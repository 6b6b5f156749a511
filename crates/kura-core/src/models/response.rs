//! Response envelope and response codes

use std::error::Error as StdError;
use std::fmt;

use serde::{Deserialize, Serialize};

use super::{Envelope, MetricValue};
use crate::error::EnvelopeError;

pub const METRIC_RESPONSE_CODE: &str = "response.code";
pub const METRIC_EXCEPTION_MESSAGE: &str = "response.exception.message";
pub const METRIC_EXCEPTION_STACK: &str = "response.exception.stack";

/// Outcome of a request, carried as an HTTP-like status number
#[derive(Debug, Clone, Copy, PartialEq, Eq, Hash, Default, Serialize, Deserialize)]
pub enum ResponseCode {
    #[default]
    Ok,
    BadRequest,
    NotFound,
    Error,
}

impl ResponseCode {
    pub fn as_u16(self) -> u16 {
        match self {
            ResponseCode::Ok => 200,
            ResponseCode::BadRequest => 400,
            ResponseCode::NotFound => 404,
            ResponseCode::Error => 500,
        }
    }

    pub fn from_u16(code: u16) -> Option<Self> {
        match code {
            200 => Some(ResponseCode::Ok),
            400 => Some(ResponseCode::BadRequest),
            404 => Some(ResponseCode::NotFound),
            500 => Some(ResponseCode::Error),
            _ => None,
        }
    }

    pub fn is_success(self) -> bool {
        self == ResponseCode::Ok
    }
}

impl fmt::Display for ResponseCode {
    fn fmt(&self, f: &mut fmt::Formatter<'_>) -> fmt::Result {
        write!(f, "{}", self.as_u16())
    }
}

/// A reply to a request
///
/// The code defaults to [`ResponseCode::Ok`]; failure replies are built with
/// [`ResponseEnvelope::failure`] so the code is always set explicitly.
#[derive(Debug, Clone, Default, PartialEq)]
pub struct ResponseEnvelope {
    pub code: ResponseCode,
    pub exception_message: Option<String>,
    pub exception_stack: Option<String>,
    pub envelope: Envelope,
}

impl ResponseEnvelope {
    pub fn new(code: ResponseCode) -> Self {
        Self {
            code,
            envelope: Envelope::new(),
            ..Default::default()
        }
    }

    pub fn ok() -> Self {
        Self::new(ResponseCode::Ok)
    }

    /// Failure reply carrying the error message and its cause chain
    pub fn failure(code: ResponseCode, error: &(dyn StdError + 'static)) -> Self {
        let mut response = Self::new(code);
        response.set_exception(error);
        response
    }

    pub fn with_body(mut self, body: impl Into<Vec<u8>>) -> Self {
        self.envelope.body = Some(body.into());
        self
    }

    pub fn with_metric(mut self, name: impl Into<String>, value: impl Into<MetricValue>) -> Self {
        self.envelope.add_metric(name, value);
        self
    }

    /// Record an error as the exception message and stack
    ///
    /// The stack lists the error and each of its sources, one per line.
    pub fn set_exception(&mut self, error: &(dyn StdError + 'static)) {
        self.exception_message = Some(error.to_string());

        let mut lines = vec![error.to_string()];
        let mut source = error.source();
        while let Some(cause) = source {
            lines.push(format!("caused by: {}", cause));
            source = cause.source();
        }
        self.exception_stack = Some(lines.join("\n"));
    }

    pub fn body(&self) -> Option<&[u8]> {
        self.envelope.body.as_deref()
    }

    pub fn metric(&self, name: &str) -> Option<&MetricValue> {
        self.envelope.metric(name)
    }

    /// Flatten into a wire envelope with the response metrics set
    pub fn into_envelope(self) -> Envelope {
        let mut envelope = self.envelope;
        envelope.add_metric(METRIC_RESPONSE_CODE, i64::from(self.code.as_u16()));
        if let Some(message) = self.exception_message {
            envelope.add_metric(METRIC_EXCEPTION_MESSAGE, message);
        }
        if let Some(stack) = self.exception_stack {
            envelope.add_metric(METRIC_EXCEPTION_STACK, stack);
        }
        envelope
    }
}

impl TryFrom<Envelope> for ResponseEnvelope {
    type Error = EnvelopeError;

    fn try_from(mut envelope: Envelope) -> Result<Self, Self::Error> {
        let code = match envelope.remove_metric(METRIC_RESPONSE_CODE) {
            None => ResponseCode::Ok,
            Some(MetricValue::Int(n)) => u16::try_from(n)
                .ok()
                .and_then(ResponseCode::from_u16)
                .ok_or(EnvelopeError::UnknownResponseCode(n))?,
            Some(_) => {
                return Err(EnvelopeError::WrongMetricType {
                    name: METRIC_RESPONSE_CODE.to_string(),
                    expected: "int",
                })
            }
        };

        let exception_message = envelope.str_metric(METRIC_EXCEPTION_MESSAGE)?.map(String::from);
        let exception_stack = envelope.str_metric(METRIC_EXCEPTION_STACK)?.map(String::from);
        envelope.remove_metric(METRIC_EXCEPTION_MESSAGE);
        envelope.remove_metric(METRIC_EXCEPTION_STACK);

        Ok(Self {
            code,
            exception_message,
            exception_stack,
            envelope,
        })
    }
}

★ ★ ★ ★ ★

▸ **TASK OBJECTIVE**
Please copy the lines above from the line with "Some(MetricValue::Int(n)) => u16::try_from(n)" up to and including the line with "envelope.remove_metric(METRIC_EXCEPTION_MESSAGE);", exactly as written and with nothing else.

▸ **OUTPUT FOR THIS TASK**
            Some(MetricValue::Int(n)) => u16::try_from(n)
                .ok()
                .and_then(ResponseCode::from_u16)
                .ok_or(EnvelopeError::UnknownResponseCode(n))?,
            Some(_) => {
                return Err(EnvelopeError::WrongMetricType {
                    name: METRIC_RESPONSE_CODE.to_string(),
                    expected: "int",
                })
            }
        };

        let exception_message = envelope.str_metric(METRIC_EXCEPTION_MESSAGE)?.map(String::from);
        let exception_stack = envelope.str_metric(METRIC_EXCEPTION_STACK)?.map(String::from);
        envelope.remove_metric(METRIC_EXCEPTION_MESSAGE);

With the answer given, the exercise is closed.